### RECORDS TO PROCESS:

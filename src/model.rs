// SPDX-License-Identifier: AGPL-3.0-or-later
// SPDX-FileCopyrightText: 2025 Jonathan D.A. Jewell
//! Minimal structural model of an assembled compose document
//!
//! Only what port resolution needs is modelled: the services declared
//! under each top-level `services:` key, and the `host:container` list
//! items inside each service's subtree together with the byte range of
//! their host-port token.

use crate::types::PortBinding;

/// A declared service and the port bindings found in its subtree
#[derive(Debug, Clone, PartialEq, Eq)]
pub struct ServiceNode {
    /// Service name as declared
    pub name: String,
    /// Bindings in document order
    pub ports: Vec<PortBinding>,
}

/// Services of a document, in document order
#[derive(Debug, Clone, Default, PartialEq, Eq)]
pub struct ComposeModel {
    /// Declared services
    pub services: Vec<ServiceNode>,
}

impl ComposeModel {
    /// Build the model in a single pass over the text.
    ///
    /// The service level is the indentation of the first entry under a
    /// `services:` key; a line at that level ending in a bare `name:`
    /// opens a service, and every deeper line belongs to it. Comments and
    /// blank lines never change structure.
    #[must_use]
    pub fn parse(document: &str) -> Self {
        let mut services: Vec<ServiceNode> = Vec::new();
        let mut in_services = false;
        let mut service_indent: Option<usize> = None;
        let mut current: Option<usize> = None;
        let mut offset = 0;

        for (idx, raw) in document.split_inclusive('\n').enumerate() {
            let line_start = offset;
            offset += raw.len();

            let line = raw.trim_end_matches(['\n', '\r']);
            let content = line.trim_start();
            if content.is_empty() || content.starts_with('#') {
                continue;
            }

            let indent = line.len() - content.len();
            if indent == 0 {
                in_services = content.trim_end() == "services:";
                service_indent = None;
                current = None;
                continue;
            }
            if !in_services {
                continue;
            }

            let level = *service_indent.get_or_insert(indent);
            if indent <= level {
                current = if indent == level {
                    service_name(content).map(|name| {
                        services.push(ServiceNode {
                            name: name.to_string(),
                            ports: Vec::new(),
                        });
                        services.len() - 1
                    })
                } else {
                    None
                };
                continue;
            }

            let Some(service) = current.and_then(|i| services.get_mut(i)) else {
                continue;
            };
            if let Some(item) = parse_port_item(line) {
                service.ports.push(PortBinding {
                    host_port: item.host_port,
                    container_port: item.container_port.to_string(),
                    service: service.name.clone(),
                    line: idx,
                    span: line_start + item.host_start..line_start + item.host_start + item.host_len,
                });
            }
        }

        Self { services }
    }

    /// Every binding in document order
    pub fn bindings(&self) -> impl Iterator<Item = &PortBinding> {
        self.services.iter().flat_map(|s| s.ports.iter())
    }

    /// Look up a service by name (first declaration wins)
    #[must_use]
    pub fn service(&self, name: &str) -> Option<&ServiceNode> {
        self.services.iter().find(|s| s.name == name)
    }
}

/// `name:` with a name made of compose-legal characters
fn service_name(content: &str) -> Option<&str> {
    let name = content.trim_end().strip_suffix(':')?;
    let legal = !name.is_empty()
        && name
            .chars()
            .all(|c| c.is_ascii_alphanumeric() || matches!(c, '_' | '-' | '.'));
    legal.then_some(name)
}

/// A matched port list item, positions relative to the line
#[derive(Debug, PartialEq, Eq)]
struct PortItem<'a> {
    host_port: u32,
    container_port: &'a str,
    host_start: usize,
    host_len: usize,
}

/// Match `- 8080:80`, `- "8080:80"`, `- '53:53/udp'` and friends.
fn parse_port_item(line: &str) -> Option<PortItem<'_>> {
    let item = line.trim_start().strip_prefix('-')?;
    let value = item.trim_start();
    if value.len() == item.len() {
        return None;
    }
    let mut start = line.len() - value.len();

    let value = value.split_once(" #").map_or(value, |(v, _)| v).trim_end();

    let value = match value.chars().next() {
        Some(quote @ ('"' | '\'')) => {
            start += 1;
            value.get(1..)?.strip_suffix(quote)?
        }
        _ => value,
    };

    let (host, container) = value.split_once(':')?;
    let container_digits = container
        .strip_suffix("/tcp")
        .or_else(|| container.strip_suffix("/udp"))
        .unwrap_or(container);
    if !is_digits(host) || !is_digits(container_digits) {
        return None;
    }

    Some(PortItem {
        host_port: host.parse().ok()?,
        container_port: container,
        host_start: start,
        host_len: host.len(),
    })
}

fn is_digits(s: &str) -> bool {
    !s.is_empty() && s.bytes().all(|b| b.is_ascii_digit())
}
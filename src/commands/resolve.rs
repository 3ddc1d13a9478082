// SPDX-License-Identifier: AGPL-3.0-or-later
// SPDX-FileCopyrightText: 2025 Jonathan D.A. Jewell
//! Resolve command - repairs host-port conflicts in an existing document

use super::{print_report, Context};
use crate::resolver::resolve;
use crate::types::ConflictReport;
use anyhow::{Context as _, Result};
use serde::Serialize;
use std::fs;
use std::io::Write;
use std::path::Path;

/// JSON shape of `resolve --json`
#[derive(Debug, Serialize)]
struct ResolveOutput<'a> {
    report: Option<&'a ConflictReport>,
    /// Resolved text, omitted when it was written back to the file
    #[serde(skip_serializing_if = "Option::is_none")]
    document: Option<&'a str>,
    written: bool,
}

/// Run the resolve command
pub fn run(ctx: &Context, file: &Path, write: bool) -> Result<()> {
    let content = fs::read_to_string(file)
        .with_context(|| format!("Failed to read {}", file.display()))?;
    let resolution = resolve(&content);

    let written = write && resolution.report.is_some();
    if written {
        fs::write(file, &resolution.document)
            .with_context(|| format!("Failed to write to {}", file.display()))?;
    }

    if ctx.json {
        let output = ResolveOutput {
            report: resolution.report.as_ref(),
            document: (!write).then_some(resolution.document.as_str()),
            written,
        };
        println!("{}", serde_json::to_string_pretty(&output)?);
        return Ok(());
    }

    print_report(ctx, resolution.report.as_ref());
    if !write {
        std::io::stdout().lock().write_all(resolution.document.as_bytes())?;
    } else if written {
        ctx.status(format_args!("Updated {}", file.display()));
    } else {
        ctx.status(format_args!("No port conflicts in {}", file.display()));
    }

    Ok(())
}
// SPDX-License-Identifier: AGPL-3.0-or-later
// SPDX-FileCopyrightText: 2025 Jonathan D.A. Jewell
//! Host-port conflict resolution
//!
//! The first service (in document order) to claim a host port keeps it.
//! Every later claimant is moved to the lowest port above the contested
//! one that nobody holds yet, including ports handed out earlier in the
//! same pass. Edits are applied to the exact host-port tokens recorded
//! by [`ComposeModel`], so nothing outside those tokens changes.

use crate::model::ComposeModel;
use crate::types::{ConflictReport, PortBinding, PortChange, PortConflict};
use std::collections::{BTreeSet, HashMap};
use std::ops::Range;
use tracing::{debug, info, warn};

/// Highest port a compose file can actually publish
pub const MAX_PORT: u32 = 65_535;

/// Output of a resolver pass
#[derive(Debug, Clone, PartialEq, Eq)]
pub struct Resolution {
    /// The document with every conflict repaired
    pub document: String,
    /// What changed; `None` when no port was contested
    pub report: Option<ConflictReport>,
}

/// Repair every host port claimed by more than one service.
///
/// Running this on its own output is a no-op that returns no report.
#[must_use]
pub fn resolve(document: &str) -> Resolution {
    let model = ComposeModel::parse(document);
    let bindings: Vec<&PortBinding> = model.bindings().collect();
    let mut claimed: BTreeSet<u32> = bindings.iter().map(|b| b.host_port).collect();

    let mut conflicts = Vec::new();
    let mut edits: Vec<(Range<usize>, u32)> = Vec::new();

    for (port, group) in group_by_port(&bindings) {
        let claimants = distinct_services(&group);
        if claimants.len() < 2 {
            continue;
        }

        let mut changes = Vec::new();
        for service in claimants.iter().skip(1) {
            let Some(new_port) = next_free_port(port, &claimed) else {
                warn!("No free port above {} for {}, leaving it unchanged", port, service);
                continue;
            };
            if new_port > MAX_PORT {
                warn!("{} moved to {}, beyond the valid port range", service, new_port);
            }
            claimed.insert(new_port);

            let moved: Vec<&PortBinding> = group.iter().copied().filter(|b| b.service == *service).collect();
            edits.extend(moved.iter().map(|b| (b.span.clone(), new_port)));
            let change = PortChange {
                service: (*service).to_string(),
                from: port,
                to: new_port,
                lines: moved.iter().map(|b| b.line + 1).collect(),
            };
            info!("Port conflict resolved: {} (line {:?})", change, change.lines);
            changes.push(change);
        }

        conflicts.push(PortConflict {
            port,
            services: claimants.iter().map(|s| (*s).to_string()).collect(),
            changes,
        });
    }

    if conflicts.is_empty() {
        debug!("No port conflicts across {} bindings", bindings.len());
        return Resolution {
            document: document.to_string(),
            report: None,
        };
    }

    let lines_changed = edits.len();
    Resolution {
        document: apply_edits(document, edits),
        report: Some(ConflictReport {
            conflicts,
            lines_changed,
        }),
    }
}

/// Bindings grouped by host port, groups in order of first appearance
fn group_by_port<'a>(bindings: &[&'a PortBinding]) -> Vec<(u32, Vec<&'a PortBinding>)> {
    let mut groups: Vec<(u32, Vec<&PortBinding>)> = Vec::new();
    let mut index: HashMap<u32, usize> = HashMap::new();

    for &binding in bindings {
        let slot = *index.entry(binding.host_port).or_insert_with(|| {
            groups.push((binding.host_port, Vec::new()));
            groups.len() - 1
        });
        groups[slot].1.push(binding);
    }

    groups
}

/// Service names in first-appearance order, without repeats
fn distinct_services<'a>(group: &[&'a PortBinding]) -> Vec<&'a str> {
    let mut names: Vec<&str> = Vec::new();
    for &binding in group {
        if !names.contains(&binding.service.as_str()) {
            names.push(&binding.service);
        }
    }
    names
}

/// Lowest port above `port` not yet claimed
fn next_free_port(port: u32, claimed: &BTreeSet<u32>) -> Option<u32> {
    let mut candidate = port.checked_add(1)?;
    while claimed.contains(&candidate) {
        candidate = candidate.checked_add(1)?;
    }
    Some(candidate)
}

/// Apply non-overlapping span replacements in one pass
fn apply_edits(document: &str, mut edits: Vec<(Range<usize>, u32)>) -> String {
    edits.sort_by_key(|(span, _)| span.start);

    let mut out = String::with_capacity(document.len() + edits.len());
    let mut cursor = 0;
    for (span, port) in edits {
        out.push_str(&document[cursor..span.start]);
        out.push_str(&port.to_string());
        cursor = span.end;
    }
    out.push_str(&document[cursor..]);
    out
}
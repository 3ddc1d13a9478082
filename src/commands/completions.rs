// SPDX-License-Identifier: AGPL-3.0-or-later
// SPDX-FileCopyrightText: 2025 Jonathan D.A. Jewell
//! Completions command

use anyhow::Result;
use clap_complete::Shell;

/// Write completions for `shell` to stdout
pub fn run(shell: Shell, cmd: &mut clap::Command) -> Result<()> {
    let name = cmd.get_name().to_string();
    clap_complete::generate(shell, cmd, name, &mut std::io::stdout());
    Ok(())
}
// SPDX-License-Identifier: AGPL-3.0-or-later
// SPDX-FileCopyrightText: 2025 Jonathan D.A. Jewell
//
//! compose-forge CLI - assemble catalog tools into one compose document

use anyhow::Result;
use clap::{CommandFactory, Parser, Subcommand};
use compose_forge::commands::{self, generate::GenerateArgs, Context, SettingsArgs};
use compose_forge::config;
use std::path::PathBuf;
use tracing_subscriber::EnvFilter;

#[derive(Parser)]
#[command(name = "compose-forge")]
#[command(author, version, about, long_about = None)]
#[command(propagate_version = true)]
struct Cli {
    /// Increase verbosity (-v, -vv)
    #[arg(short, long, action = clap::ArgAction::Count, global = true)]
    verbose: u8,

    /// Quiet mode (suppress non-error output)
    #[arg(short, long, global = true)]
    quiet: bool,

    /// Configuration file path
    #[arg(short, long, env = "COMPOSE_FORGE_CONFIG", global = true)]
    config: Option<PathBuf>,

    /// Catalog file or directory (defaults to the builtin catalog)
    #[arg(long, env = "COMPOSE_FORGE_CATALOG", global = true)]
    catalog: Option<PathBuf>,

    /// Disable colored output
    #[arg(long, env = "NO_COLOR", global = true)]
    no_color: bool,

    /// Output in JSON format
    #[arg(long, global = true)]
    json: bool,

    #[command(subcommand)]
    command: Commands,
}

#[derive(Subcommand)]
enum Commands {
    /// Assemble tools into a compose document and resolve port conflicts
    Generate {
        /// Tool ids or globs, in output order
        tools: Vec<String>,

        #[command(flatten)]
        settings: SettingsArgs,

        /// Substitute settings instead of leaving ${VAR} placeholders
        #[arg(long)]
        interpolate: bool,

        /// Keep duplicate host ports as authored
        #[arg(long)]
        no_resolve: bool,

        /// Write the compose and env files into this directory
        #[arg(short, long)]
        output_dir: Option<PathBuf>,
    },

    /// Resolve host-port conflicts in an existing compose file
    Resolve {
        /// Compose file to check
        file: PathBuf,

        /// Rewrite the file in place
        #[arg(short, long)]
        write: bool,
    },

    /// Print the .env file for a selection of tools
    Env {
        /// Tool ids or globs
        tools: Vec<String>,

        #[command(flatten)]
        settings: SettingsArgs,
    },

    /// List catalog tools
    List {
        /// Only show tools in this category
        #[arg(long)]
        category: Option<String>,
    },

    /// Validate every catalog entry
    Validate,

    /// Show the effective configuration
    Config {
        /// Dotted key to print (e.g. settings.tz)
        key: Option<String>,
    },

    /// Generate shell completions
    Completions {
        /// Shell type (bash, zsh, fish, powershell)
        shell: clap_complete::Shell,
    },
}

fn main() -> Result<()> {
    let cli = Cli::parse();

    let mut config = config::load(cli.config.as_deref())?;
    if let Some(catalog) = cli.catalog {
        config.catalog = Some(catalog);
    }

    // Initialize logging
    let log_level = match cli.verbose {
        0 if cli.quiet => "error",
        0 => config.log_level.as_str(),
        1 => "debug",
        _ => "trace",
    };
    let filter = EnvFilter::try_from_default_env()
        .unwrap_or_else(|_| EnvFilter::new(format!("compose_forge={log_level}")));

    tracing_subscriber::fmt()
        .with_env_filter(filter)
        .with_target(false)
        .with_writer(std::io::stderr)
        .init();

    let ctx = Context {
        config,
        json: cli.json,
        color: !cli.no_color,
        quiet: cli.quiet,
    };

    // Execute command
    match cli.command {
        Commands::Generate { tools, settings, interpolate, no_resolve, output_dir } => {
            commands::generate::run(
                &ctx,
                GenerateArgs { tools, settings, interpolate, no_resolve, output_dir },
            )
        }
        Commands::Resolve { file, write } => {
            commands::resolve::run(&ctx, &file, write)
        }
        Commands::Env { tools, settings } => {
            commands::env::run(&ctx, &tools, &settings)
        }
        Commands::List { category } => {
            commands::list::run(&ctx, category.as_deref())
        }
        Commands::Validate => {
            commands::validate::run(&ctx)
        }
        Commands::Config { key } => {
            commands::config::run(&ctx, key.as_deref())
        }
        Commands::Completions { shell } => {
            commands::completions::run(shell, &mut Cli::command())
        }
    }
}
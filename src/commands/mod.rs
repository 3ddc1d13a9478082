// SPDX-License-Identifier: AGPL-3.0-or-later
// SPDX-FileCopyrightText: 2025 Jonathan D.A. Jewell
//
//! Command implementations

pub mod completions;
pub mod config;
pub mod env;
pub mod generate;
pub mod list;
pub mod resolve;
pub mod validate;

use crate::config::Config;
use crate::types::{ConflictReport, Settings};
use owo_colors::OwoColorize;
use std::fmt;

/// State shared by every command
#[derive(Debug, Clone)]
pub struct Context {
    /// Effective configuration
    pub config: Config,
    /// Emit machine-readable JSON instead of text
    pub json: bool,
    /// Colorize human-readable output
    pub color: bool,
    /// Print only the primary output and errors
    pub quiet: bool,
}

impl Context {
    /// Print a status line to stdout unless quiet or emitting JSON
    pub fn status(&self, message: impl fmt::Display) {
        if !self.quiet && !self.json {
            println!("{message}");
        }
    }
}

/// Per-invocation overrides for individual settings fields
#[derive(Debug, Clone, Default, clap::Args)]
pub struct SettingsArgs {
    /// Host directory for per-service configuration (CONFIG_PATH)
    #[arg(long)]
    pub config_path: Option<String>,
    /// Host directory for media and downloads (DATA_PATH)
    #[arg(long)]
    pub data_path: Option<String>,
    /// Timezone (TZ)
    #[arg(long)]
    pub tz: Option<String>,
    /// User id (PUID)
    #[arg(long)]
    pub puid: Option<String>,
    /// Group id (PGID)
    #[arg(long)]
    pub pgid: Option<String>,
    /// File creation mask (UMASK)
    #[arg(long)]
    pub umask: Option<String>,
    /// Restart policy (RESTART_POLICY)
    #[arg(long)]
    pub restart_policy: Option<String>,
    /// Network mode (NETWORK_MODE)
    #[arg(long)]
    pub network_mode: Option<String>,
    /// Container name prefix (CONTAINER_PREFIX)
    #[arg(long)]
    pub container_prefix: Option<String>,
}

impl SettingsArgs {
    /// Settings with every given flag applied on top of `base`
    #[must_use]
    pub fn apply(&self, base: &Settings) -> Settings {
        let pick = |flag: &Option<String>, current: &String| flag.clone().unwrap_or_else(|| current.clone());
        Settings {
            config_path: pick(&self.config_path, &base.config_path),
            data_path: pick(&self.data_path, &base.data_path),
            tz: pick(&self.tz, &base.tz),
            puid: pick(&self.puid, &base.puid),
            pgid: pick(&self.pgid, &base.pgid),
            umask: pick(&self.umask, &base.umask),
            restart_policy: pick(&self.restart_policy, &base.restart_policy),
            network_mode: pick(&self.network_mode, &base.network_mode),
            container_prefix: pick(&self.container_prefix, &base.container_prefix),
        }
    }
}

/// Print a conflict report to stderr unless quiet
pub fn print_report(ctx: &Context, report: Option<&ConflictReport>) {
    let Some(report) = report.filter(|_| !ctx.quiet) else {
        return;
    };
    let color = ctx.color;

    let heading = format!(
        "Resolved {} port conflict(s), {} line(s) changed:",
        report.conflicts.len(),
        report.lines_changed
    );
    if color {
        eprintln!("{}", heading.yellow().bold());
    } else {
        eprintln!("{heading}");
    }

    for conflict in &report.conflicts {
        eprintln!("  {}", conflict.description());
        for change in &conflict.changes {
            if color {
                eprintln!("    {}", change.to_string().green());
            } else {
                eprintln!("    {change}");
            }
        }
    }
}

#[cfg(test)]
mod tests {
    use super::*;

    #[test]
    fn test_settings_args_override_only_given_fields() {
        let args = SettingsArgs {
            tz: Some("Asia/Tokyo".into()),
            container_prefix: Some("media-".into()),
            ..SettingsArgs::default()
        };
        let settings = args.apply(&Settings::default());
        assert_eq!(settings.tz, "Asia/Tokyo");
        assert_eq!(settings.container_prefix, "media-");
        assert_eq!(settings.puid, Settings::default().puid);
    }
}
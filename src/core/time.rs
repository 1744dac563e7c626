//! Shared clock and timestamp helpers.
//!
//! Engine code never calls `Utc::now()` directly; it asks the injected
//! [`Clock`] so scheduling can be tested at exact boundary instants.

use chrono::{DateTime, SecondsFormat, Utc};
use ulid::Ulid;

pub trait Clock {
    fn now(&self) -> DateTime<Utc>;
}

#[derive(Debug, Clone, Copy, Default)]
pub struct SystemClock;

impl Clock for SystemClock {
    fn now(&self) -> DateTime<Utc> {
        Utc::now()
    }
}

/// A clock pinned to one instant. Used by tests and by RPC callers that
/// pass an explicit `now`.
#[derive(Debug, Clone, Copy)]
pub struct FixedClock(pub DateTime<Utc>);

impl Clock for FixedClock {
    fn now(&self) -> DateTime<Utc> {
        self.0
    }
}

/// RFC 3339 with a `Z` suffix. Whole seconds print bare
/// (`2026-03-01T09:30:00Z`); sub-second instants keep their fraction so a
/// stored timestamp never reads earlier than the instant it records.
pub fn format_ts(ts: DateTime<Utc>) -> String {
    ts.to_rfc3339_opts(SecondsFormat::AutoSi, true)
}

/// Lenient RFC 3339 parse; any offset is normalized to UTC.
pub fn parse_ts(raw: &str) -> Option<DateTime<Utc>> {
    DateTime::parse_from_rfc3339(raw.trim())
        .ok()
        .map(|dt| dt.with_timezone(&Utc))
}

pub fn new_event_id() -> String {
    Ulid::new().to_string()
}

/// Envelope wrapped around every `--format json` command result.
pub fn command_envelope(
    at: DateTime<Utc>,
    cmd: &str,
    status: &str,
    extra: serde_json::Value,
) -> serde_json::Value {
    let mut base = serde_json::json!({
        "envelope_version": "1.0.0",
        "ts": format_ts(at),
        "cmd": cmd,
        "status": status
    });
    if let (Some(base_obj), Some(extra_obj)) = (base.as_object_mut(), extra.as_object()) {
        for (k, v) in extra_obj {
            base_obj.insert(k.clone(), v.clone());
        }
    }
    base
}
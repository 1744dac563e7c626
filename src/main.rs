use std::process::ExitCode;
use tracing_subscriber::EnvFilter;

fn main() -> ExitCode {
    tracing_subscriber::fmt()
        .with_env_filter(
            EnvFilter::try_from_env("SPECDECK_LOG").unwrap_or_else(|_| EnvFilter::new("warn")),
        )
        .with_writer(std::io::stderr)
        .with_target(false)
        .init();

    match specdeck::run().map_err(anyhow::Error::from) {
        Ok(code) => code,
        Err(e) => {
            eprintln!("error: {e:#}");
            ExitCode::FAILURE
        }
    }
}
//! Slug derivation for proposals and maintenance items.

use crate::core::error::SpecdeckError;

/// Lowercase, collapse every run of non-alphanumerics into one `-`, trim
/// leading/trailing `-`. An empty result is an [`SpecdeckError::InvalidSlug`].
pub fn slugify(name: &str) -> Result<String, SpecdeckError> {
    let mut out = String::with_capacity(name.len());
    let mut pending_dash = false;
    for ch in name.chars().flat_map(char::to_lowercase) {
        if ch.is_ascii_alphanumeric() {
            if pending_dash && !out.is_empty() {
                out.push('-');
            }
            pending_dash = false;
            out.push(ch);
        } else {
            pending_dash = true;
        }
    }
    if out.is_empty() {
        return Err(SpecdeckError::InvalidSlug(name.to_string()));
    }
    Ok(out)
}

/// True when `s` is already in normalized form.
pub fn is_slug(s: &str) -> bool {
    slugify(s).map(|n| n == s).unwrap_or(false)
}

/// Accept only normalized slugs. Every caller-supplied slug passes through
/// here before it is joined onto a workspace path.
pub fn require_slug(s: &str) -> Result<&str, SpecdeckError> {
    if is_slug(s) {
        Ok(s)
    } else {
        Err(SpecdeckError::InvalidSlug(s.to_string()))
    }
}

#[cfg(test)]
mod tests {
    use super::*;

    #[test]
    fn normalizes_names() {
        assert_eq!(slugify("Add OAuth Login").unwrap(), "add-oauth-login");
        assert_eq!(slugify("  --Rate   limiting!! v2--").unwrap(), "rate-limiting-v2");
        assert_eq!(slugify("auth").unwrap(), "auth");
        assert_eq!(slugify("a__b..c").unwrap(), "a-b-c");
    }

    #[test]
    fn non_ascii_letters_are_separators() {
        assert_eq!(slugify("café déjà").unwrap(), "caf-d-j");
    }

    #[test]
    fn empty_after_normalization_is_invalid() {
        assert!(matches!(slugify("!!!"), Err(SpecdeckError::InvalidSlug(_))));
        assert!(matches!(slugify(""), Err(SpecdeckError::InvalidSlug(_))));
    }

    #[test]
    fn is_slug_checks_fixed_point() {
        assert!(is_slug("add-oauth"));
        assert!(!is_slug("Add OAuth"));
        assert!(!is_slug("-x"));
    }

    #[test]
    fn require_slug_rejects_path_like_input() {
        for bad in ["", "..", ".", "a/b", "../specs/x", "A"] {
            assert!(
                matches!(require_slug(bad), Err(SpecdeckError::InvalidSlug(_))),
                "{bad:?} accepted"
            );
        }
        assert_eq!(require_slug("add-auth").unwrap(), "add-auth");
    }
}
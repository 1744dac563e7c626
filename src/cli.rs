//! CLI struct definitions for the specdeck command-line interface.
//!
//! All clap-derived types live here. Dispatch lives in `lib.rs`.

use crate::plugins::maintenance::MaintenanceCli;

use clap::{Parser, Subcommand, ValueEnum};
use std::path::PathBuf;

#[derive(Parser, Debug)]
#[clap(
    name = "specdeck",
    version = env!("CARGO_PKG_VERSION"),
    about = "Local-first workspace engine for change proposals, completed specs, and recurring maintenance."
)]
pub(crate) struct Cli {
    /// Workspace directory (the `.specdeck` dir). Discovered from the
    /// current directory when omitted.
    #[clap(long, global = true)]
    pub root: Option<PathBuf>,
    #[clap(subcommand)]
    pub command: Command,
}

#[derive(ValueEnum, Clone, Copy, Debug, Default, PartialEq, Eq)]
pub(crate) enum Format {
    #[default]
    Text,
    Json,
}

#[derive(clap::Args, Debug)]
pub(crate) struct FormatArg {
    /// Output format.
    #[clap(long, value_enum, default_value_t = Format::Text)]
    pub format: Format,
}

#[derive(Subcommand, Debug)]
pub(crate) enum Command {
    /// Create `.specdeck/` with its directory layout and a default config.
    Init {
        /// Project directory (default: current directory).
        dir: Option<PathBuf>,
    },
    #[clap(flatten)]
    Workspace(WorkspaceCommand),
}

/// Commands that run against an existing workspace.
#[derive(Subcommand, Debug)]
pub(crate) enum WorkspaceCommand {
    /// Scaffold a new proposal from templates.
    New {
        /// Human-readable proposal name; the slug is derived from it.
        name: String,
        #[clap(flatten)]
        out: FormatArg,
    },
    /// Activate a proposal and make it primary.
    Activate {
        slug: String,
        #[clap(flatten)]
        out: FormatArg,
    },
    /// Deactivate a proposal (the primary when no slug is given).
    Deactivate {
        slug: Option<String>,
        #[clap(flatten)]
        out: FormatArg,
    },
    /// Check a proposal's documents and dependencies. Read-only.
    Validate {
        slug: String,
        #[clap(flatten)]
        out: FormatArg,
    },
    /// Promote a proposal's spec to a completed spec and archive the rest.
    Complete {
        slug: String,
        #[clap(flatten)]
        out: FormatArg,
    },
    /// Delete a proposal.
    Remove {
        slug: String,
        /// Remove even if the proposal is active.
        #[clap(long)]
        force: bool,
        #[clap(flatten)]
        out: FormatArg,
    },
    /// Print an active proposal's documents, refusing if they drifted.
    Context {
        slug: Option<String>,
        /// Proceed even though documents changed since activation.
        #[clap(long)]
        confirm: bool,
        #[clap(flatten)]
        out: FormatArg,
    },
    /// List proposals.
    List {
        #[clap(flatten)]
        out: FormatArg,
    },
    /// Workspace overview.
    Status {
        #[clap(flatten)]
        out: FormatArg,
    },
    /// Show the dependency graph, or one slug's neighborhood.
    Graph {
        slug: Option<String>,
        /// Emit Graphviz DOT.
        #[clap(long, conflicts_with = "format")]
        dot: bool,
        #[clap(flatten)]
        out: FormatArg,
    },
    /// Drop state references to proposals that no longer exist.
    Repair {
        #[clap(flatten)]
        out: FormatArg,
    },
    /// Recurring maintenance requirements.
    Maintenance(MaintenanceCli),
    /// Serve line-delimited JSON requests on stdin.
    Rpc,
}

### WHAT THE EXERCISE ASKS:
Say how many lines of the data hold the string "short", with no other words in your reply.

### RESPONSE TO THIS TASK:
5